On FB I once suggested to group who called themselves Skeptics that when you next see your GP as him/her if there is more to chronic illness than pure biology? A woman who I suspect is a stooge for big pharma, replied she had too much respect to ask her GP such a question. Does this reply make sense to you? To my mind it is a typical nonsensical answer from corporate stooge. Whenever I have asked any doctor the question I have always got an affirmative answer.
Yes, but that seems to me to still be under the umbrella of "biology". I think if you mention in your question that you are referring to psychosomatic illness then you will get very different responses. The question as you stated it lacks context and sounds like you are looking for a supernatural answer.

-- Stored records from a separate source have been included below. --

//! Tracing setup. Logs go to stderr; stdout carries the frame stream.

pub fn init_tracing() {
    let filter = tracing_subscriber::EnvFilter::try_from_default_env()
        .unwrap_or_else(|_| tracing_subscriber::EnvFilter::new("info"));

    let json = matches!(std::env::var("LOG_FORMAT").as_deref(), Ok("json"));
    if json {
        tracing_subscriber::fmt()
            .with_env_filter(filter)
            .with_writer(std::io::stderr)
            .with_target(false)
            .json()
            .with_current_span(true)
            .init();
    } else {
        tracing_subscriber::fmt()
            .with_env_filter(filter)
            .with_writer(std::io::stderr)
            .with_target(false)
            .compact()
            .init();
    }

    std::panic::set_hook(Box::new(|info| {
        let backtrace = std::backtrace::Backtrace::capture();
        tracing::error!(%info, ?backtrace, "panic");
    }));
}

I'm not sure. Some people I know, mainly older, people seem to have the attitude that doctors are some kind of demi gods whose word is absolute. But maybe this woman was a corporate drone. I think it's pretty obvious that there are psychological elements in a lot of chronic illnesses, as well as a purely physical side. On the other hand, I'm not at all sure about claims that are made by some that they've healed themselves of incurable conditions purely by the power of mind - positive thinking, refusal to accept defeat etc. But if you are ill but can still remain cheerful it probably does go some way towards mitigating the symptoms.
Years ago I came to realise that official medical advice was not always 100% correct but general practitioners have to act within certain dogmatic guidelines or they can be investigated.I was also thinking the the woman night have been a corporate drone.
i do indeed believe there are significant emotional and social factors. that stress has a serious negative effect of physical health as well as mental, and that even death can and sometimes does result from it. i don't believe these factors are a matter of the infuence of non-physical beings or anything like that, though cultural factors which create stress may often result from what people choose to believe about them.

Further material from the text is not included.